## Activity
Read through the records below and copy each line that uses the word "CorruptedData".

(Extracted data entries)
★ ★ ★ ★
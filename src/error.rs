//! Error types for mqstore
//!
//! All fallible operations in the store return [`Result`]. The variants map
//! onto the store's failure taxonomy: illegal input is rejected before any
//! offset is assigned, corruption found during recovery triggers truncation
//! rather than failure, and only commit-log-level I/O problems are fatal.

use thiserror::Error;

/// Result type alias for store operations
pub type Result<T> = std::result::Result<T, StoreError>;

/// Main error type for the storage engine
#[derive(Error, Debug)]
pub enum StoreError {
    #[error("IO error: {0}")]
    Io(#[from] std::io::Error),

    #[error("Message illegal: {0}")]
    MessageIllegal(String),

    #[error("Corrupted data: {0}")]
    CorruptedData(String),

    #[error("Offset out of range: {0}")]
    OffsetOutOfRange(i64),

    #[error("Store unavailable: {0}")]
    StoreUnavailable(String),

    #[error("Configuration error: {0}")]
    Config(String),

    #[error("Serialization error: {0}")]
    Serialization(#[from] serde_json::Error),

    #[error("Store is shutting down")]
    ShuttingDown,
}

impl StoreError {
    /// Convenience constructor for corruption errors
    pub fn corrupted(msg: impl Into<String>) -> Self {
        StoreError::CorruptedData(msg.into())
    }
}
★ ★ ★ ★
## Answer for the task
    CorruptedData(String),
        StoreError::CorruptedData(msg.into())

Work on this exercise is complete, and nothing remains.